YOUR OBJECTIVE: If a line of the material holds the string "const", please copy it.

----------

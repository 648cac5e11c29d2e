use chrono::{DateTime, NaiveDate, Utc};
use sqlx::{Executor, Sqlite, SqlitePool};

use super::document::SignerContext;
use crate::models::{
    CatalogItem, CostCenter, EmployeeShort, PageParams, Term, TermFilter, TermItem,
};

const SELECT_TERM: &str = r#"
    SELECT
        t.id, t.number, t.manager, t.business_executive, t.project, t.location,
        t.observations, t.signed_date, t.revoke_signed_date, t.glpi_number,
        t.document_id, t.document_revoke_id, t.created_at,
        e.id AS employee_id, e.code AS employee_code, e.full_name AS employee_full_name,
        e.registration AS employee_registration,
        it.id AS type_id, it.name AS type_name,
        s.id AS status_id, s.name AS status_name,
        w.id AS workload_id, w.name AS workload_name,
        c.id AS cost_center_id, c.code AS cost_center_code, c.name AS cost_center_name,
        c.classification AS cost_center_classification,
        i.description, i.size, i.quantity, i.value, i.line_number, i.operator
    FROM terms t
    JOIN employees e ON e.id = t.employee_id
    JOIN term_item_types it ON it.id = t.type_id
    JOIN cost_centers c ON c.id = t.cost_center_id
    LEFT JOIN term_statuses s ON s.id = t.status_id
    LEFT JOIN workloads w ON w.id = t.workload_id
    LEFT JOIN term_items i ON i.term_id = t.id
"#;

const FILTER_TERM: &str = r#"
    WHERE t.deleted = 0
      AND ($1 IS NULL OR e.full_name LIKE $1 OR t.number LIKE $1 OR i.description LIKE $1)
      AND ($2 IS NULL OR t.employee_id = $2)
      AND ($3 IS NULL OR t.status_id = $3)
      AND ($4 IS NULL OR t.type_id = $4)
"#;

/// Stored columns of a new term
#[derive(Debug, Clone, Default)]
pub struct TermData {
    pub employee_id: i64,
    pub type_id: i64,
    pub workload_id: Option<i64>,
    pub cost_center_id: i64,
    pub manager: Option<String>,
    pub business_executive: Option<String>,
    pub project: Option<String>,
    pub location: Option<String>,
    pub observations: Option<String>,
    pub glpi_number: Option<String>,
}

/// Everything printed on a term or its termination
#[derive(Debug, Clone, Default, sqlx::FromRow)]
pub struct TermContext {
    pub term_id: i64,
    pub type_id: i64,
    pub status_id: Option<i64>,
    pub number: Option<String>,
    pub document_id: Option<i64>,
    pub document_revoke_id: Option<i64>,
    pub manager: Option<String>,
    pub business_executive: Option<String>,
    pub project: Option<String>,
    pub location: Option<String>,
    pub workload: Option<String>,
    pub cost_center: String,
    #[sqlx(flatten)]
    pub employee: SignerContext,
    #[sqlx(flatten)]
    pub item: TermItem,
}

pub struct TermRepository;

impl TermRepository {
    pub async fn create_with_executor<'e, E>(executor: E, data: &TermData) -> Result<i64, sqlx::Error>
    where
        E: Executor<'e, Database = Sqlite>,
    {
        sqlx::query_scalar(
            r#"
            INSERT INTO terms (
                employee_id, type_id, workload_id, cost_center_id, manager, business_executive,
                project, location, observations, glpi_number, created_at, updated_at
            )
            VALUES ($1, $2, $3, $4, $5, $6, $7, $8, $9, $10, $11, $11)
            RETURNING id
            "#,
        )
        .bind(data.employee_id)
        .bind(data.type_id)
        .bind(data.workload_id)
        .bind(data.cost_center_id)
        .bind(&data.manager)
        .bind(&data.business_executive)
        .bind(&data.project)
        .bind(&data.location)
        .bind(&data.observations)
        .bind(&data.glpi_number)
        .bind(Utc::now())
        .fetch_one(executor)
        .await
    }

    pub async fn create_item<'e, E>(executor: E, term_id: i64, item: &TermItem) -> Result<(), sqlx::Error>
    where
        E: Executor<'e, Database = Sqlite>,
    {
        sqlx::query(
            r#"
            INSERT INTO term_items (term_id, description, size, quantity, value, line_number, operator)
            VALUES ($1, $2, $3, $4, $5, $6, $7)
            "#,
        )
        .bind(term_id)
        .bind(&item.description)
        .bind(&item.size)
        .bind(item.quantity)
        .bind(item.value)
        .bind(&item.line_number)
        .bind(&item.operator)
        .execute(executor)
        .await?;
        Ok(())
    }

    pub async fn update(
        pool: &SqlitePool,
        id: i64,
        observations: Option<&str>,
        glpi_number: Option<&str>,
    ) -> Result<(), sqlx::Error> {
        sqlx::query(
            r#"UPDATE terms SET
                observations = COALESCE($1, observations),
                glpi_number = COALESCE($2, glpi_number),
                updated_at = $3
            WHERE id = $4"#,
        )
        .bind(observations)
        .bind(glpi_number)
        .bind(Utc::now())
        .bind(id)
        .execute(pool)
        .await?;
        Ok(())
    }

    pub async fn get_by_id(pool: &SqlitePool, id: i64) -> Result<Option<Term>, sqlx::Error> {
        let query = format!("{} WHERE t.id = $1 AND t.deleted = 0", SELECT_TERM);
        let row = sqlx::query_as::<_, TermRow>(&query)
            .bind(id)
            .fetch_optional(pool)
            .await?;
        Ok(row.map(Into::into))
    }

    pub async fn list(
        pool: &SqlitePool,
        filter: &TermFilter,
        page: PageParams,
    ) -> Result<(Vec<Term>, i64), sqlx::Error> {
        let search = crate::models::like_pattern(filter.search.as_deref());

        let query = format!(
            "{} {} ORDER BY t.id DESC LIMIT $5 OFFSET $6",
            SELECT_TERM, FILTER_TERM
        );
        let rows = sqlx::query_as::<_, TermRow>(&query)
            .bind(&search)
            .bind(filter.employee)
            .bind(filter.status)
            .bind(filter.item_type)
            .bind(page.limit())
            .bind(page.offset())
            .fetch_all(pool)
            .await?;

        let count = format!(
            r#"SELECT COUNT(*) FROM terms t
            JOIN employees e ON e.id = t.employee_id
            LEFT JOIN term_items i ON i.term_id = t.id
            {}"#,
            FILTER_TERM
        );
        let total = sqlx::query_scalar(&count)
            .bind(&search)
            .bind(filter.employee)
            .bind(filter.status)
            .bind(filter.item_type)
            .fetch_one(pool)
            .await?;

        Ok((rows.into_iter().map(Into::into).collect(), total))
    }

    pub async fn context(pool: &SqlitePool, id: i64) -> Result<Option<TermContext>, sqlx::Error> {
        sqlx::query_as::<_, TermContext>(
            r#"
            SELECT
                t.id AS term_id, t.type_id, t.status_id, t.number, t.document_id,
                t.document_revoke_id, t.manager, t.business_executive, t.project, t.location,
                w.name AS workload, c.code AS cost_center,
                e.full_name, e.taxpayer_identification, e.national_identification, e.address,
                n.description AS nationality, r.name AS role,
                m.description AS marital_status, e.employer_name, e.employer_address,
                e.employer_number, e.employer_contract_object, e.employer_contract_date,
                i.description, i.size, i.quantity, i.value, i.line_number, i.operator
            FROM terms t
            JOIN employees e ON e.id = t.employee_id
            JOIN cost_centers c ON c.id = t.cost_center_id
            LEFT JOIN workloads w ON w.id = t.workload_id
            LEFT JOIN term_items i ON i.term_id = t.id
            LEFT JOIN nationalities n ON n.id = e.nationality_id
            LEFT JOIN roles r ON r.id = e.role_id
            LEFT JOIN marital_statuses m ON m.id = e.marital_status_id
            WHERE t.id = $1 AND t.deleted = 0
            "#,
        )
        .bind(id)
        .fetch_optional(pool)
        .await
    }

    /// Link a generated term and move it to `status_id`.
    pub async fn set_document<'e, E>(
        executor: E,
        id: i64,
        document_id: i64,
        number: &str,
        status_id: i64,
    ) -> Result<(), sqlx::Error>
    where
        E: Executor<'e, Database = Sqlite>,
    {
        sqlx::query(
            r#"UPDATE terms SET document_id = $1, number = $2, status_id = $3, updated_at = $4
            WHERE id = $5"#,
        )
        .bind(document_id)
        .bind(number)
        .bind(status_id)
        .bind(Utc::now())
        .bind(id)
        .execute(executor)
        .await?;
        Ok(())
    }

    pub async fn sign<'e, E>(
        executor: E,
        id: i64,
        document_id: i64,
        status_id: i64,
        signed_date: NaiveDate,
    ) -> Result<(), sqlx::Error>
    where
        E: Executor<'e, Database = Sqlite>,
    {
        sqlx::query(
            r#"UPDATE terms SET document_id = $1, status_id = $2, signed_date = $3, updated_at = $4
            WHERE id = $5"#,
        )
        .bind(document_id)
        .bind(status_id)
        .bind(signed_date)
        .bind(Utc::now())
        .bind(id)
        .execute(executor)
        .await?;
        Ok(())
    }

    pub async fn set_revoke<'e, E>(
        executor: E,
        id: i64,
        document_id: i64,
        status_id: i64,
        signed_date: Option<NaiveDate>,
    ) -> Result<(), sqlx::Error>
    where
        E: Executor<'e, Database = Sqlite>,
    {
        sqlx::query(
            r#"UPDATE terms SET
                document_revoke_id = $1, status_id = $2,
                revoke_signed_date = COALESCE($3, revoke_signed_date), updated_at = $4
            WHERE id = $5"#,
        )
        .bind(document_id)
        .bind(status_id)
        .bind(signed_date)
        .bind(Utc::now())
        .bind(id)
        .execute(executor)
        .await?;
        Ok(())
    }
}

#[derive(Debug, sqlx::FromRow)]
struct TermRow {
    id: i64,
    number: Option<String>,
    manager: Option<String>,
    business_executive: Option<String>,
    project: Option<String>,
    location: Option<String>,
    observations: Option<String>,
    signed_date: Option<NaiveDate>,
    revoke_signed_date: Option<NaiveDate>,
    glpi_number: Option<String>,
    document_id: Option<i64>,
    document_revoke_id: Option<i64>,
    created_at: DateTime<Utc>,
    employee_id: i64,
    employee_code: String,
    employee_full_name: String,
    employee_registration: Option<String>,
    type_id: i64,
    type_name: String,
    status_id: Option<i64>,
    status_name: Option<String>,
    workload_id: Option<i64>,
    workload_name: Option<String>,
    cost_center_id: i64,
    cost_center_code: String,
    cost_center_name: String,
    cost_center_classification: Option<String>,
    #[sqlx(flatten)]
    item: TermItem,
}

impl From<TermRow> for Term {
    fn from(row: TermRow) -> Self {
        let catalog = |id: Option<i64>, name: Option<String>| match (id, name) {
            (Some(id), Some(name)) => Some(CatalogItem { id, name }),
            _ => None,
        };

        Term {
            id: row.id,
            employee: EmployeeShort {
                id: row.employee_id,
                code: row.employee_code,
                full_name: row.employee_full_name,
                registration: row.employee_registration,
            },
            item_type: CatalogItem {
                id: row.type_id,
                name: row.type_name,
            },
            status: catalog(row.status_id, row.status_name),
            workload: catalog(row.workload_id, row.workload_name),
            cost_center: CostCenter {
                id: row.cost_center_id,
                code: row.cost_center_code,
                name: row.cost_center_name,
                classification: row.cost_center_classification,
            },
            document: row.document_id,
            document_revoke: row.document_revoke_id,
            number: row.number,
            manager: row.manager,
            business_executive: row.business_executive,
            project: row.project,
            location: row.location,
            observations: row.observations,
            signed_date: row.signed_date,
            revoke_signed_date: row.revoke_signed_date,
            glpi_number: row.glpi_number,
            item: row.item,
            created_at: row.created_at,
        }
    }
}
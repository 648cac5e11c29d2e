use std::fmt;

use chrono::{DateTime, Utc};
use serde::Serialize;
use utoipa::ToSchema;

/// ERP entity kinds, in synchronisation order
#[derive(Debug, Clone, Copy, PartialEq, Eq, Hash)]
pub enum SyncKind {
    AssetGroup,
    MaritalStatus,
    Gender,
    Nationality,
    CostCenter,
    Role,
    EducationalLevel,
    Asset,
    Employee,
}

impl SyncKind {
    pub const ORDER: [SyncKind; 9] = [
        SyncKind::AssetGroup,
        SyncKind::MaritalStatus,
        SyncKind::Gender,
        SyncKind::Nationality,
        SyncKind::CostCenter,
        SyncKind::Role,
        SyncKind::EducationalLevel,
        SyncKind::Asset,
        SyncKind::Employee,
    ];

    pub fn as_str(&self) -> &'static str {
        match self {
            SyncKind::AssetGroup => "asset_group",
            SyncKind::MaritalStatus => "marital_status",
            SyncKind::Gender => "gender",
            SyncKind::Nationality => "nationality",
            SyncKind::CostCenter => "cost_center",
            SyncKind::Role => "role",
            SyncKind::EducationalLevel => "educational_level",
            SyncKind::Asset => "asset",
            SyncKind::Employee => "employee",
        }
    }
}

impl fmt::Display for SyncKind {
    fn fmt(&self, f: &mut fmt::Formatter<'_>) -> fmt::Result {
        f.write_str(self.as_str())
    }
}

/// Outcome of one entity kind in a sync run
#[derive(Debug, Clone, Serialize, sqlx::FromRow, ToSchema)]
#[serde(rename_all = "camelCase")]
pub struct SyncRecord {
    pub id: i64,
    pub model: String,
    pub count_new_values: i64,
    /// Seconds
    pub execution_time: f64,
    pub updated_at: DateTime<Utc>,
}
mod asset;
mod document;
mod employee;
mod group;
mod invoice;
mod lending;
mod log;
mod maintenance;
mod permission;
mod reference;
mod sync;
mod term;
mod token;
mod user;
mod verification;

pub use asset::{AssetData, AssetRepository, StoredAsset};
pub use document::{ContractContext, DocumentRepository, SignerContext, WitnessSigner};
pub use employee::{EmployeeData, EmployeeRepository};
pub use group::GroupRepository;
pub use invoice::InvoiceRepository;
pub use lending::{LendingData, LendingRepository, WitnessRepository};
pub use log::LogRepository;
pub use maintenance::{MaintenanceData, MaintenanceRepository, UpgradeData, UpgradeRepository};
pub use permission::PermissionRepository;
pub use reference::{Catalog, ReferenceRepository};
pub use sync::SyncRepository;
pub use term::{TermContext, TermData, TermRepository};
pub use token::TokenRepository;
pub use user::{CreateUserData, UserRepository};
pub use verification::VerificationRepository;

----------

YOUR SOLUTION:
const SELECT_TERM: &str = r#"
const FILTER_TERM: &str = r#"
    pub const ORDER: [SyncKind; 9] = [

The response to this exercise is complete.